И в голосе его звучало несвойственное лукавство. А красивое тонкое лицо плыло, смазывалось, стекало, как мокрая глина, обнажая безглазую клыкастую морду…
… просыпаюсь от собственного крика.
Афродита, сидящая на краю моей кровати, даже подскакивает. Геба роняет миску с какими-то притираниями, и те разлетаются пахучими брызгами.
Комната, в которой я прихожу в себя, другая, не библиотека. Эта больше напоминает картинку из журнала об интерьерном дизайне. Множество оттенков сочетаются удивительно органично, вливаясь один в другой. Позолота и гнутые ножки гармонируют с грубым деревом и прямыми линиями. Комната светла и уютна.
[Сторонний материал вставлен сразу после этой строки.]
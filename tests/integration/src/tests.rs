//! Integration tests for the Dashboard Server
//!
//! A server is started in-process unless DASHBOARD_TEST_URL points at a
//! running one.

use dashboard_model::{EditorOptions, RouteParams, Validation, WorkspaceConfig};
use dashboard_server::Config;
use integration_tests::*;
use serde_json::{json, Value};

// ============================================================================
// Health Tests
// ============================================================================

#[tokio::test]
async fn test_health_check() {
    let config = TestConfig::new().await.expect("Failed to start test server");

    let response = config
        .client
        .get(config.api_url("/health"))
        .send()
        .await
        .expect("Failed to send health request");

    assert!(
        response.status().is_success(),
        "Health check failed with status: {}",
        response.status()
    );

    let health: HealthResponse = response.json().await.expect("Failed to parse health response");
    assert_eq!(health.status, "healthy");
    assert!(!health.version.is_empty());
}

// ============================================================================
// Schema Tests
// ============================================================================

#[tokio::test]
async fn test_list_document_kinds() {
    let config = TestConfig::new().await.unwrap();

    let kinds: ListKindsResponse = config
        .client
        .get(config.api_url("/schemas"))
        .send()
        .await
        .unwrap()
        .json()
        .await
        .unwrap();

    assert_eq!(kinds.total, kinds.kinds.len());
    assert!(kinds.kinds.iter().any(|k| k == "workspace"));
    assert!(kinds.kinds.iter().any(|k| k == "import-project"));
}

#[tokio::test]
async fn test_workspace_schema() {
    let config = TestConfig::new().await.unwrap();

    let response = config
        .client
        .get(config.api_url("/schemas/workspace"))
        .send()
        .await
        .unwrap();
    assert!(response.status().is_success());

    let schema: Value = response.json().await.unwrap();
    assert_eq!(schema["required"], json!(["config"]));
}

#[tokio::test]
async fn test_unknown_schema_kind() {
    let config = TestConfig::new().await.unwrap();

    let response = config
        .client
        .get(config.api_url("/schemas/machine"))
        .send()
        .await
        .unwrap();
    assert_eq!(response.status().as_u16(), 404);

    let error: ErrorResponse = response.json().await.unwrap();
    assert_eq!(error.code, 2001);
    assert!(error.message.contains("machine"));
}

// ============================================================================
// Validation Tests
// ============================================================================

async fn validate(config: &TestConfig, kind: &str, document: Value) -> Validation {
    let response = config
        .client
        .post(config.api_url(&format!("/validate/{}", kind)))
        .json(&document)
        .send()
        .await
        .expect("Failed to send validation request");

    assert!(
        response.status().is_success(),
        "Validation request failed: {}",
        response.status()
    );
    response.json().await.expect("Failed to parse validation")
}

#[tokio::test]
async fn test_minimal_workspace_is_valid() {
    let config = TestConfig::new().await.unwrap();

    let result = validate(&config, "workspace", json!({ "config": { "name": "ws1" } })).await;
    assert_eq!(result, Validation::valid());
}

#[tokio::test]
async fn test_workspace_without_config_is_rejected() {
    let config = TestConfig::new().await.unwrap();

    let result = validate(&config, "workspace", json!({ "id": "workspace1" })).await;
    assert!(!result.is_valid);
    assert_eq!(result.errors.len(), 1);
    assert!(result.errors[0].contains("config"));
}

#[tokio::test]
async fn test_workspace_config_rules() {
    let config = TestConfig::new().await.unwrap();

    let result = validate(
        &config,
        "workspace-config",
        json!({
            "name": "my workspace",
            "defaultEnv": "default",
            "environments": {
                "default": {
                    "machines": { "dev-machine": { "agents": ["org.eclipse.che.ws-agent"], "attributes": {} } },
                    "recipe": { "type": "dockerimage", "content": "eclipse/ubuntu_jdk8" }
                }
            }
        }),
    )
    .await;

    assert_eq!(
        result.errors,
        vec!["Workspace name may contain only letters, digits, '_', '-' and '.'"]
    );
}

#[tokio::test]
async fn test_import_project_rules() {
    let config = TestConfig::new().await.unwrap();

    let result = validate(
        &config,
        "import-project",
        json!({
            "source": { "type": "git", "location": "", "parameters": {} },
            "project": {
                "name": "petclinic",
                "type": "maven",
                "description": "",
                "commands": [],
                "attributes": [],
                "options": []
            }
        }),
    )
    .await;

    assert_eq!(result.errors, vec!["Project source location is required"]);
}

#[tokio::test]
async fn test_validate_unknown_kind() {
    let config = TestConfig::new().await.unwrap();

    let response = config
        .client
        .post(config.api_url("/validate/machine"))
        .json(&json!({}))
        .send()
        .await
        .unwrap();
    assert_eq!(response.status().as_u16(), 404);
}

// ============================================================================
// Dashboard Settings Tests
// ============================================================================

#[tokio::test]
async fn test_editor_options_follow_config() {
    let server_config = Config {
        editor_mode: "application/x-yaml".to_string(),
        editor_line_wrapping: false,
        ..Config::default()
    };
    let config = TestConfig::with_config(server_config).await.unwrap();

    let options: EditorOptions = config
        .client
        .get(config.api_url("/editor-options"))
        .send()
        .await
        .unwrap()
        .json()
        .await
        .unwrap();

    assert_eq!(options.mode, "application/x-yaml");
    assert!(!options.line_wrapping);
    assert!(options.line_numbers);
}

#[tokio::test]
async fn test_custom_api_prefix() {
    let server_config = Config {
        api_prefix: "/dashboard/api".to_string(),
        ..Config::default()
    };
    let config = TestConfig::with_config(server_config).await.unwrap();
    assert_eq!(config.api_url("/health"), format!("{}/dashboard/api/health", config.base_url));

    let health: HealthResponse = config
        .client
        .get(config.api_url("/health"))
        .send()
        .await
        .unwrap()
        .json()
        .await
        .unwrap();
    assert_eq!(health.status, "healthy");

    let response = config
        .client
        .get(format!("{}/api/v1/health", config.base_url))
        .send()
        .await
        .unwrap();
    assert_eq!(response.status(), 404);
}

#[tokio::test]
async fn test_route_params() {
    let config = TestConfig::new().await.unwrap();

    let params: RouteParams = config
        .client
        .get(config.api_url(
            "/route-params?namespace=che&workspaceName=ws1&ideParams=a&ideParams=b&showLogs=true",
        ))
        .send()
        .await
        .unwrap()
        .json()
        .await
        .unwrap();

    assert_eq!(params.namespace, "che");
    assert_eq!(params.workspace_name, "ws1");
    assert_eq!(params.ide_params_list(), vec!["a", "b"]);
    assert!(params.show_logs());
}

// ============================================================================
// Stack Tests
// ============================================================================

fn blank_stack() -> Value {
    json!({
        "id": "blank-default",
        "name": "Blank",
        "source": { "type": "image", "origin": "eclipse/ubuntu_jdk8" },
        "workspaceConfig": {
            "name": "default",
            "defaultEnv": "default",
            "environments": {
                "default": {
                    "machines": { "dev-machine": { "agents": ["org.eclipse.che.ws-agent"], "attributes": {} } },
                    "recipe": { "type": "dockerimage", "content": "eclipse/ubuntu_jdk8" }
                }
            }
        }
    })
}

#[tokio::test]
async fn test_instantiate_stack() {
    let config = TestConfig::new().await.unwrap();

    let response = config
        .client
        .post(config.api_url("/stacks/instantiate"))
        .json(&json!({ "stack": blank_stack(), "name": "wksp-blank" }))
        .send()
        .await
        .unwrap();
    assert!(response.status().is_success(), "{}", response.status());

    let workspace_config: WorkspaceConfig = response.json().await.unwrap();
    assert_eq!(workspace_config.name.as_deref(), Some("wksp-blank"));
    assert!(workspace_config.default_environment().is_some());
}

#[tokio::test]
async fn test_instantiate_stack_with_bad_name() {
    let config = TestConfig::new().await.unwrap();

    let response = config
        .client
        .post(config.api_url("/stacks/instantiate"))
        .json(&json!({ "stack": blank_stack(), "name": "ws" }))
        .send()
        .await
        .unwrap();
    assert_eq!(response.status().as_u16(), 400);

    let error: ErrorResponse = response.json().await.unwrap();
    assert_eq!(error.code, 2002);
    assert!(error.message.contains("between 3 and 100"));
}
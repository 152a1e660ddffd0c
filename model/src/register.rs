//! Component registry
//!
//! UI modules register their directives, controllers, services, filters,
//! providers and factories by name on an application module. The registry
//! keeps one constructor per `(kind, name)` and builds instances on demand.

use std::any::Any;
use std::sync::Arc;

use dashmap::DashMap;
use tracing::{debug, warn};

/// Instance produced by a registered constructor
pub type Instance = Box<dyn Any + Send + Sync>;

/// Constructor stored for a component
pub type Constructor = Arc<dyn Fn() -> Instance + Send + Sync>;

/// Kind of a registered component
#[derive(Debug, Clone, Copy, PartialEq, Eq, Hash, PartialOrd, Ord)]
pub enum ComponentKind {
    Directive,
    Filter,
    Controller,
    Service,
    Provider,
    Factory,
}

impl ComponentKind {
    pub fn as_str(&self) -> &'static str {
        match self {
            ComponentKind::Directive => "directive",
            ComponentKind::Filter => "filter",
            ComponentKind::Controller => "controller",
            ComponentKind::Service => "service",
            ComponentKind::Provider => "provider",
            ComponentKind::Factory => "factory",
        }
    }
}

/// Object able to hand out a service instance
pub trait ServiceProvider: Send + Sync {
    fn get(&self) -> Instance;
}

#[derive(Clone)]
enum Entry {
    Constructor(Constructor),
    Provider(Arc<dyn ServiceProvider>),
}

impl Entry {
    fn build(&self) -> Instance {
        match self {
            Entry::Constructor(constructor) => (**constructor)(),
            Entry::Provider(provider) => provider.get(),
        }
    }
}

/// Registration surface of an application module
///
/// Every registration except `directive` returns the registry so calls can
/// be chained.
pub trait Register {
    /// Name of the application module
    fn app(&self) -> &str;

    fn directive<F>(&self, name: &str, constructor: F)
    where
        F: Fn() -> Instance + Send + Sync + 'static;

    fn filter<F>(&self, name: &str, constructor: F) -> &Self
    where
        F: Fn() -> Instance + Send + Sync + 'static;

    fn controller<F>(&self, name: &str, constructor: F) -> &Self
    where
        F: Fn() -> Instance + Send + Sync + 'static;

    fn service<F>(&self, name: &str, constructor: F) -> &Self
    where
        F: Fn() -> Instance + Send + Sync + 'static;

    fn provider<P>(&self, name: &str, provider: P) -> &Self
    where
        P: ServiceProvider + 'static;

    fn factory<F>(&self, name: &str, constructor: F) -> &Self
    where
        F: Fn() -> Instance + Send + Sync + 'static;
}

/// Registry of named components for one application module
pub struct ComponentRegistry {
    app: String,
    entries: DashMap<(ComponentKind, String), Entry>,
}

impl ComponentRegistry {
    /// Create an empty registry for the given application module
    pub fn new(app: impl Into<String>) -> Self {
        Self {
            app: app.into(),
            entries: DashMap::new(),
        }
    }

    fn insert(&self, kind: ComponentKind, name: &str, entry: Entry) {
        let replaced = self.entries.insert((kind, name.to_string()), entry);
        if replaced.is_some() {
            warn!(
                "{} '{}' registered twice on module {}, keeping the latest",
                kind.as_str(),
                name,
                self.app
            );
        } else {
            debug!("Registered {} '{}' on module {}", kind.as_str(), name, self.app);
        }
    }

    /// Build an instance of a registered component
    pub fn resolve(&self, kind: ComponentKind, name: &str) -> Option<Instance> {
        // Clone out of the map so constructors may resolve other components
        let entry = self
            .entries
            .get(&(kind, name.to_string()))
            .map(|entry| entry.value().clone())?;
        Some(entry.build())
    }

    /// Build an instance and downcast it to `T`
    pub fn resolve_as<T: Any>(&self, kind: ComponentKind, name: &str) -> Option<Box<T>> {
        self.resolve(kind, name)?.downcast::<T>().ok()
    }

    pub fn contains(&self, kind: ComponentKind, name: &str) -> bool {
        self.entries.contains_key(&(kind, name.to_string()))
    }

    pub fn len(&self) -> usize {
        self.entries.len()
    }

    pub fn is_empty(&self) -> bool {
        self.entries.is_empty()
    }

    /// Sorted names registered under a kind
    pub fn names(&self, kind: ComponentKind) -> Vec<String> {
        let mut names: Vec<String> = self
            .entries
            .iter()
            .filter(|entry| entry.key().0 == kind)
            .map(|entry| entry.key().1.clone())
            .collect();
        names.sort();
        names
    }
}

impl Register for ComponentRegistry {
    fn app(&self) -> &str {
        &self.app
    }

    fn directive<F>(&self, name: &str, constructor: F)
    where
        F: Fn() -> Instance + Send + Sync + 'static,
    {
        self.insert(ComponentKind::Directive, name, Entry::Constructor(Arc::new(constructor)));
    }

    fn filter<F>(&self, name: &str, constructor: F) -> &Self
    where
        F: Fn() -> Instance + Send + Sync + 'static,
    {
        self.insert(ComponentKind::Filter, name, Entry::Constructor(Arc::new(constructor)));
        self
    }

    fn controller<F>(&self, name: &str, constructor: F) -> &Self
    where
        F: Fn() -> Instance + Send + Sync + 'static,
    {
        self.insert(ComponentKind::Controller, name, Entry::Constructor(Arc::new(constructor)));
        self
    }

    fn service<F>(&self, name: &str, constructor: F) -> &Self
    where
        F: Fn() -> Instance + Send + Sync + 'static,
    {
        self.insert(ComponentKind::Service, name, Entry::Constructor(Arc::new(constructor)));
        self
    }

    fn provider<P>(&self, name: &str, provider: P) -> &Self
    where
        P: ServiceProvider + 'static,
    {
        self.insert(ComponentKind::Provider, name, Entry::Provider(Arc::new(provider)));
        self
    }

    fn factory<F>(&self, name: &str, constructor: F) -> &Self
    where
        F: Fn() -> Instance + Send + Sync + 'static,
    {
        self.insert(ComponentKind::Factory, name, Entry::Constructor(Arc::new(constructor)));
        self
    }
}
Этакая девичья мечта. Не моя. Мне всегда нравились помрачнее: и мужчины, и обстановка.
Я, наконец, фокусирую взгляд на богине Любви. Она тоже — как с обложки дорогого журнала, но только в этот раз — мод. Изящный блестящий топ, приталенный светлый пиджачок, модные обтягивающие джинсы, туфли на высоченной шпильке, браслеты, кольца, бусы и, конечно же, золотой пояс. Она без него никуда.
Мне даже становится неловко, что я всё ещё кутаюсь в байковый халат Гермеса. Поэтому натягиваю плед едва ли не до ушей.
Афродита фыркает:
— Зачем так орать?! — и отбрасывает за нежное розовое ушко золотой локон. — Я чуть не поседела.
— Просто там Тот… — поясняю, но голос хрипит и не слушается.
Ко мне кидается Геба. Она в своём скромном строгом платье и лёгких балетках выглядит простушкой на фоне роскошной Афродиты. Но ей и не надо: она — юность. Геба услужливо протягивает мне стакан воды. Видимо, привычки божественной официантки въелись намертво, хотя после замужества Геракл не позволял ей больше быть виночерпием на пирах Олимпийцев. Пью жадно, не обращая внимания на струйки, бегущие по подбородку шее. И наконец могу продолжать:
— Тот растёкся, как мороженое на солнце. И проступила такая жуткая рожа.
Афродита смотрит на меня сочувственно — в кои-то веки.
— Знатно Гермес тебя приложил. Я уже всыпала ему, чтобы не размахивал кадуцеем налево-направо.
— Где он? — интересуюсь, делая попытку встать.
Афродита укладывает меня обратно — и откуда столько силы в таком хрупком создании? — и ворчит:
— Кто — Гермес или кадуцей?
— Первый, — всё-таки подчиняюсь Афродите, потому что от резкого подъёма ощущаю сейчас лёгкое головокружение.
Богиня любви пожимает точёными покатыми плечиками:
— Он нам не отчитывается.
— А кому отчитывается? — хватаю её за руку и вглядываюсь в густую синеву самых больших на Олимпе глаз. У меня начинает зреть некая догадка, и очень хочется её или подтвердить или опровергнуть.
— Да что ты мне допрос устроила на манер своего муженька? — возмущается Киприда, выдёргивая из моего — впрочем, очень слабого — захвата свою ладошку с идеальным маникюром.
— То есть, он похитил вас, запер здесь, а вам и всё равно, что происходит и какую игру он ведёт?
Геба почему-то опускает голову. Афродита же округляет глаза, отчего они становятся ещё больше, чем обычно.